=== Begin Enclosure ===

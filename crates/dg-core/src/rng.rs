//! Random number generation for layout growth
//!
//! Uses a seeded ChaCha RNG so a seed plus a config always replays the same layout.

use rand::{Rng, SeedableRng};
use rand_chacha::ChaCha8Rng;
use serde::{Deserialize, Serialize};

/// Layout random number generator
///
/// Wraps ChaCha8Rng for reproducible generation.
/// Note: RNG state is not serialized - a restored generator restarts from its seed.
#[derive(Debug, Clone)]
pub struct LayoutRng {
    rng: ChaCha8Rng,
    seed: u64,
}

// Custom serialization - only serialize seed, recreate RNG on deserialize
impl Serialize for LayoutRng {
    fn serialize<S>(&self, serializer: S) -> Result<S::Ok, S::Error>
    where
        S: serde::Serializer,
    {
        self.seed.serialize(serializer)
    }
}

impl<'de> Deserialize<'de> for LayoutRng {
    fn deserialize<D>(deserializer: D) -> Result<Self, D::Error>
    where
        D: serde::Deserializer<'de>,
    {
        let seed = u64::deserialize(deserializer)?;
        Ok(LayoutRng::new(seed))
    }
}

impl LayoutRng {
    /// Create a new RNG with the given seed
    pub fn new(seed: u64) -> Self {
        Self {
            rng: ChaCha8Rng::seed_from_u64(seed),
            seed,
        }
    }

    /// Create a new RNG with a random seed
    pub fn from_entropy() -> Self {
        let seed = rand::random();
        Self::new(seed)
    }

    /// Get the seed used to create this RNG
    pub fn seed(&self) -> u64 {
        self.seed
    }

    /// Returns 0..n-1
    ///
    /// Returns 0 if n is 0.
    pub fn rn2(&mut self, n: u32) -> u32 {
        if n == 0 {
            return 0;
        }
        self.rng.gen_range(0..n)
    }

    /// Returns lo..=hi; an inverted range collapses to `lo`.
    pub fn range_inclusive(&mut self, lo: u32, hi: u32) -> u32 {
        if hi <= lo {
            return lo;
        }
        self.rng.gen_range(lo..=hi)
    }

    /// Returns true with the given probability, clamped to [0, 1]
    pub fn chance(&mut self, probability: f32) -> bool {
        if !(probability > 0.0) {
            return false;
        }
        if probability >= 1.0 {
            return true;
        }
        self.rng.gen_bool(f64::from(probability))
    }

    /// Pick a uniformly random index into a collection of `len` items
    pub fn index(&mut self, len: usize) -> Option<usize> {
        if len == 0 {
            None
        } else {
            Some(self.rn2(len as u32) as usize)
        }
    }

    /// Choose a random element from a slice
    pub fn choose<'a, T>(&mut self, items: &'a [T]) -> Option<&'a T> {
        self.index(items.len()).map(|i| &items[i])
    }

    /// Shuffle a slice in place
    pub fn shuffle<T>(&mut self, items: &mut [T]) {
        for i in (1..items.len()).rev() {
            let j = self.rn2(i as u32 + 1) as usize;
            items.swap(i, j);
        }
    }
}

impl Default for LayoutRng {
    fn default() -> Self {
        Self::from_entropy()
    }
}
//! Door connections between adjacent rooms

use std::collections::BTreeSet;

use serde::{Deserialize, Serialize};

use crate::grid::{Cell, Direction, Sides};

/// Symmetric key for a connection between two adjacent cells.
///
/// The smaller cell (by x, then y) is always stored first so
/// `ConnectionKey::new(a, b) == ConnectionKey::new(b, a)`.
#[derive(Debug, Clone, Copy, PartialEq, Eq, Hash, PartialOrd, Ord, Serialize, Deserialize)]
pub struct ConnectionKey {
    a: Cell,
    b: Cell,
}

impl ConnectionKey {
    pub fn new(p: Cell, q: Cell) -> Self {
        if p <= q { Self { a: p, b: q } } else { Self { a: q, b: p } }
    }

    pub fn cells(&self) -> (Cell, Cell) {
        (self.a, self.b)
    }

    pub fn contains(&self, cell: Cell) -> bool {
        self.a == cell || self.b == cell
    }

    /// True when exactly one endpoint satisfies `inside`
    pub fn crosses(&self, inside: impl Fn(Cell) -> bool) -> bool {
        inside(self.a) != inside(self.b)
    }
}

impl core::fmt::Display for ConnectionKey {
    fn fmt(&self, f: &mut core::fmt::Formatter<'_>) -> core::fmt::Result {
        write!(f, "{},{}-{},{}", self.a.x, self.a.y, self.b.x, self.b.y)
    }
}

/// Set of doors between occupied cells
#[derive(Debug, Clone, Default, PartialEq, Eq, Serialize, Deserialize)]
pub struct ConnectionGraph {
    doors: BTreeSet<ConnectionKey>,
}

impl ConnectionGraph {
    pub fn new() -> Self {
        Self::default()
    }

    /// Add a door between two adjacent cells; returns false if it existed
    /// or the cells are not adjacent.
    pub fn connect(&mut self, p: Cell, q: Cell) -> bool {
        if !p.is_adjacent(q) {
            return false;
        }
        self.doors.insert(ConnectionKey::new(p, q))
    }

    pub fn is_connected(&self, p: Cell, q: Cell) -> bool {
        self.doors.contains(&ConnectionKey::new(p, q))
    }

    pub fn contains(&self, key: &ConnectionKey) -> bool {
        self.doors.contains(key)
    }

    pub fn len(&self) -> usize {
        self.doors.len()
    }

    pub fn is_empty(&self) -> bool {
        self.doors.is_empty()
    }

    /// Doors in key order
    pub fn iter(&self) -> impl Iterator<Item = ConnectionKey> + '_ {
        self.doors.iter().copied()
    }

    /// Keep only the doors matching `keep`; returns how many were removed
    pub fn retain(&mut self, mut keep: impl FnMut(&ConnectionKey) -> bool) -> usize {
        let before = self.doors.len();
        self.doors.retain(|k| keep(k));
        before - self.doors.len()
    }

    /// Sides of `cell` that carry a door
    pub fn open_sides(&self, cell: Cell) -> Sides {
        Direction::ALL
            .into_iter()
            .filter(|dir| self.is_connected(cell, cell.step(*dir)))
            .fold(Sides::empty(), |acc, dir| acc | dir.side())
    }

    /// Number of doors on `cell`
    pub fn degree(&self, cell: Cell) -> u32 {
        self.open_sides(cell).count()
    }

    /// Cells joined to `cell` by a door, in direction order
    pub fn neighbors(&self, cell: Cell) -> impl Iterator<Item = (Direction, Cell)> + '_ {
        cell.neighbors()
            .filter(move |(_, n)| self.is_connected(cell, *n))
    }
}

=== End Enclosure ===

Your assignment: Determine how many lines of the material include the string "impl", and give only the resulting number.

Answer for the task: 11